Maximize 0s to be flipped in a given Binary array such that there are at least K 0s between two 1s

A Binary Array is a special type of array that only contains the numbers 0 and 1. In this problem, we have given a binary array and integer K. Our task is to count the maximum number of 0’s that can be flipped to 1 in a given binary array such that there are at least K 0’s between two 1s.

Sample Examples

Input 1: arr[] = { 1, 0, 0, 0, 0, 0, 0, 0, 0, 0, 0, 1, 0 },  K = 2

Output 1: yes

Explanation

The 3rd and 6th indexes of the above array in the only valid indexes for filliping so that there are at least 2 zeros between the two 1s. Therefore, the resultant arr is {1, 0, 0, 1, 0, 0, 1, 0, 0, 0, 0, 1, 0}

Input 2: arr[] = {0, 1, 0, 0, 0, 1}, k = 1

Output 2: 1

Explanation

The 3rd index of the above array is the only valid index for flipping.

Approach

We have seen the example above for the given array and integer k, let us move to the approach −

The idea of this approach is that count the consecutive zeros between the two ones and check whether it is suitable to fillip some zeros to one between them. Let's say there are X 0s in between two 1s. The number of 0s that can be flipped between is (X-K) / (K+1), as per the observation. Therefore, traverse the array and keep note of how many consecutive 0s there are between each pair of 1s. Then, add the number of 0s that can be flipped into the variable count, which is the needed response.

Let’s discuss this approach step by step below −

• First, we will create a function ‘onesCount’ that will take the given array ‘arr’ and the integer ‘K’ as the parameter and will return the required integer ‘count’ as the return value.

• Create variable count and lastIdx.

• Initialize the variable count with 0 to store the fillip 0s count.

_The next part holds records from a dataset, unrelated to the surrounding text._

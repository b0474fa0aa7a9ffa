// Copyright 2026 the Liftoff Authors
// SPDX-License-Identifier: Apache-2.0 OR MIT

//! Hardware planes.
//!
//! A [`Plane`] snapshots what the kernel told us about a scanout plane at
//! registration time (type, `zpos`, CRTC mask, property descriptors and the
//! optional `IN_FORMATS` table) and stages layer properties onto a
//! [`Request`], validating each write locally first.

use alloc::vec::Vec;

use crate::error::{Errno, Error};
use crate::format::FormatModifierTable;
use crate::kms::{PlaneInfo, PropertyInfo};
use crate::layer::{Layer, LayerId};
use crate::prop::{CoreProperty, Property};
use crate::request::Request;

/// `DRM_MODE_ROTATE_0`.
pub const ROTATE_0: u64 = 1 << 0;

/// Kernel plane type (`type` property).
#[derive(Clone, Copy, Debug, PartialEq, Eq, Hash)]
pub enum PlaneKind {
    /// `DRM_PLANE_TYPE_OVERLAY`
    Overlay,
    /// `DRM_PLANE_TYPE_PRIMARY`
    Primary,
    /// `DRM_PLANE_TYPE_CURSOR`
    Cursor,
}

impl PlaneKind {
    /// Decodes the value of the `type` property.
    ///
    /// Unknown values are treated as overlays.
    #[must_use]
    pub const fn from_raw(value: u64) -> Self {
        match value {
            1 => Self::Primary,
            2 => Self::Cursor,
            _ => Self::Overlay,
        }
    }

    /// `zpos` assumed for planes that do not expose one.
    ///
    /// Overlays are placed under the primary plane when their id is lower
    /// than the primary's, and over it otherwise.
    #[must_use]
    pub fn guessed_zpos(self, plane_id: u32, primary_id: Option<u32>) -> i64 {
        match self {
            Self::Primary => 0,
            Self::Cursor => 2,
            Self::Overlay => match primary_id {
                Some(primary) if plane_id < primary => -1,
                Some(_) => 1,
                None => 0,
            },
        }
    }
}

/// Why a layer could not be shown on a plane.
#[derive(Clone, Copy, Debug, PartialEq, Eq, Hash)]
pub enum Incompatibility {
    /// The layer sets a non-default value for a property the plane lacks.
    MissingProperty,
    /// A value is outside the plane property's declared range or set.
    InvalidValue,
    /// The plane's `IN_FORMATS` table lacks the framebuffer's format and
    /// modifier.
    FbFormat,
    /// The layer is forced into composition.
    ForcedComposition,
    /// The kernel rejected the test commit.
    Kernel(Errno),
}

/// A hardware scanout plane.
#[derive(Clone, Debug)]
pub struct Plane {
    id: u32,
    kind: PlaneKind,
    zpos: i64,
    possible_crtcs: u32,
    props: Vec<PropertyInfo>,
    core: [Option<usize>; CoreProperty::COUNT],
    in_formats: Option<FormatModifierTable>,
    pub(crate) layer: Option<LayerId>,
}

impl Plane {
    /// Builds a plane from kernel data.
    ///
    /// `zpos` is used when the plane has no `zpos` property.
    pub(crate) fn from_info(
        info: PlaneInfo,
        kind: PlaneKind,
        zpos: i64,
        in_formats: Option<FormatModifierTable>,
    ) -> Self {
        let mut core = [None; CoreProperty::COUNT];
        let mut props = Vec::with_capacity(info.properties.len());
        for (prop, _) in info.properties {
            if let Some(c) = CoreProperty::from_name(&prop.name) {
                core[c.index()] = Some(props.len());
            }
            props.push(prop);
        }
        Self {
            id: info.id,
            kind,
            zpos,
            possible_crtcs: info.possible_crtcs,
            props,
            core,
            in_formats,
            layer: None,
        }
    }

    /// Plane object id.
    #[must_use]
    pub fn id(&self) -> u32 {
        self.id
    }

    /// Plane type.
    #[must_use]
    pub fn kind(&self) -> PlaneKind {
        self.kind
    }

    /// Stacking position, either reported by the kernel or guessed.
    #[must_use]
    pub fn zpos(&self) -> i64 {
        self.zpos
    }

    /// Bit `i` is set if the plane can be used with the device's `i`-th CRTC.
    #[must_use]
    pub fn possible_crtcs(&self) -> u32 {
        self.possible_crtcs
    }

    /// Layer currently assigned to this plane, on any output.
    #[must_use]
    pub fn layer(&self) -> Option<LayerId> {
        self.layer
    }

    /// Decoded `IN_FORMATS` table, if the plane publishes one.
    #[must_use]
    pub fn in_formats(&self) -> Option<&FormatModifierTable> {
        self.in_formats.as_ref()
    }

    /// Looks a property descriptor up by name.
    #[must_use]
    pub fn property(&self, name: &str) -> Option<&PropertyInfo> {
        match CoreProperty::from_name(name) {
            Some(core) => self.core_property(core),
            None => self.props.iter().find(|p| p.name == name),
        }
    }

    /// All property descriptors.
    #[must_use]
    pub fn properties(&self) -> &[PropertyInfo] {
        &self.props
    }

    fn core_property(&self, prop: CoreProperty) -> Option<&PropertyInfo> {
        self.core[prop.index()].map(|slot| &self.props[slot])
    }

    fn descriptor_for(&self, prop: &Property) -> Option<&PropertyInfo> {
        match prop.core() {
            Some(core) => self.core_property(core),
            None => self.props.iter().find(|p| p.name == prop.name()),
        }
    }

    pub(crate) fn is_compatible_with_crtc(&self, crtc_index: usize) -> bool {
        crtc_index < 32 && self.possible_crtcs & (1 << crtc_index) != 0
    }

    /// Stages `FB_ID = 0, CRTC_ID = 0`.
    pub(crate) fn stage_disable(&self, req: &mut Request) -> Result<(), Error> {
        for prop in [CoreProperty::FbId, CoreProperty::CrtcId] {
            let Some(info) = self.core_property(prop) else {
                return Err(Error::MissingPlaneProperty {
                    plane: self.id,
                    property: prop.name(),
                });
            };
            req.add(self.id, info.id, 0);
        }
        Ok(())
    }

    /// Stages every property of `layer` onto this plane, bound to `crtc_id`.
    ///
    /// `zpos` is never written: plane order is fixed by the hardware. Nothing
    /// stays staged on failure.
    pub(crate) fn stage_layer(
        &self,
        layer: &Layer,
        crtc_id: u32,
        req: &mut Request,
    ) -> Result<(), Incompatibility> {
        let cursor = req.cursor();
        let result = self.try_stage_layer(layer, crtc_id, req);
        if result.is_err() {
            req.set_cursor(cursor);
        }
        result
    }

    fn try_stage_layer(
        &self,
        layer: &Layer,
        crtc_id: u32,
        req: &mut Request,
    ) -> Result<(), Incompatibility> {
        let crtc = self
            .core_property(CoreProperty::CrtcId)
            .ok_or(Incompatibility::MissingProperty)?;
        req.add(self.id, crtc.id, u64::from(crtc_id));

        for prop in layer.properties().iter() {
            if prop.core() == Some(CoreProperty::Zpos) {
                continue;
            }
            let Some(info) = self.descriptor_for(prop) else {
                if is_default_value(prop.name(), prop.value()) {
                    continue;
                }
                return Err(Incompatibility::MissingProperty);
            };
            if !info.accepts(prop.value()) {
                return Err(Incompatibility::InvalidValue);
            }
            req.add(self.id, info.id, prop.value());
        }
        Ok(())
    }

    /// Whether the plane's `IN_FORMATS` table allows the layer's framebuffer.
    ///
    /// Passes when there is not enough information to decide.
    pub(crate) fn check_layer_fb(&self, layer: &Layer) -> bool {
        let (Some(fb), Some(table)) = (layer.fb_info(), &self.in_formats) else {
            return true;
        };
        if fb.fb_id == 0 || !fb.has_modifiers {
            return true;
        }
        table.supports(fb.pixel_format, fb.modifier)
    }
}

/// Values that leave a plane in the same state as not having the property.
fn is_default_value(name: &str, value: u64) -> bool {
    match name {
        "alpha" => value == 0xFFFF,
        "rotation" => value == ROTATE_0,
        "SCALING_FILTER" | "pixel blend mode" => value == 0,
        "FB_DAMAGE_CLIPS" => true,
        _ => false,
    }
}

• Initialize the variable lastIdx with (-(K+1)) to store the last index of value 1 of the array.

• Traverse the array using for loop, which checks if the current element is 1 then verifies whether there are enough 0s between two consecutive 1s to add another 1 in between them. In the end, update the value of the last index of 1.

• Write the condition for calculating the last section of 0s of the array and add it to the variable count.

• In the end, return our final answer count.

Example

Below is C++ program for count maximize 0s to be filliped 1 such that there are at least k o's present between two 1s.

#include <bits/stdc++.h>
using namespace std; 
// Function to find the count of the maximum number of 0s to be filliped 
int onesCount(int arr[], int n, int k){
   int count = 0; // Stores the count of 1's 
   int lastIdx = -(k + 1); // Stores the last index of value 1 
   
   // Traverse the array using for loop
   for (int i = 0; i < n; i++) { 
      // If the current element is 1
      if (arr[i] == 1) { 
      
         // Verify whether there are enough 0s between two consecutive 1s to add another 1 in between them.
         if (i - lastIdx - 1 >= 2 * (k - 1)) {
            count += (i - lastIdx - 1 - k) / (k + 1);
         } 
         lastIdx = i; // Update the last index of the value 1 of the array
      }
   } 
   
   // condition to include the last section of 0s in the array
   count += (n - lastIdx - 1) / (k + 1);
 
   // Return the answer
   return count;
} 
int main(){
   int arr[] = { 1, 0, 0, 0, 0, 0, 0, 0, 0, 0, 0, 1, 0 }; // given array
   int N = sizeof(arr) / sizeof(arr[0]); //getting size of an array
   int K = 2; //given integer 
   
   // Call the function
   int result = onesCount(arr, N, K);    
   cout<< "The count of Maximum filliped of 0's is "<< result ;
   return 0;
}

Output

The Count of Maximum filliped of 0's is 2

Time and Space Complexity

The time complexity of the above code is O(N), as we traverse the array only. Where N is the size of the given array.

The space complexity of the above code is O(1), as we are not using any extra space.

Conclusion

In this tutorial, we have implemented a program to find the Maximize 0s to be flipped in a given Binary array such that there are at least K 0s between two 1s. Solved this problem by counting the consecutive zeros between the two ones and checking whether it is suitable to fillip some zeros to one between them. The time complexity is O(N) and the space complexity of O(1). Where N is the size of the string.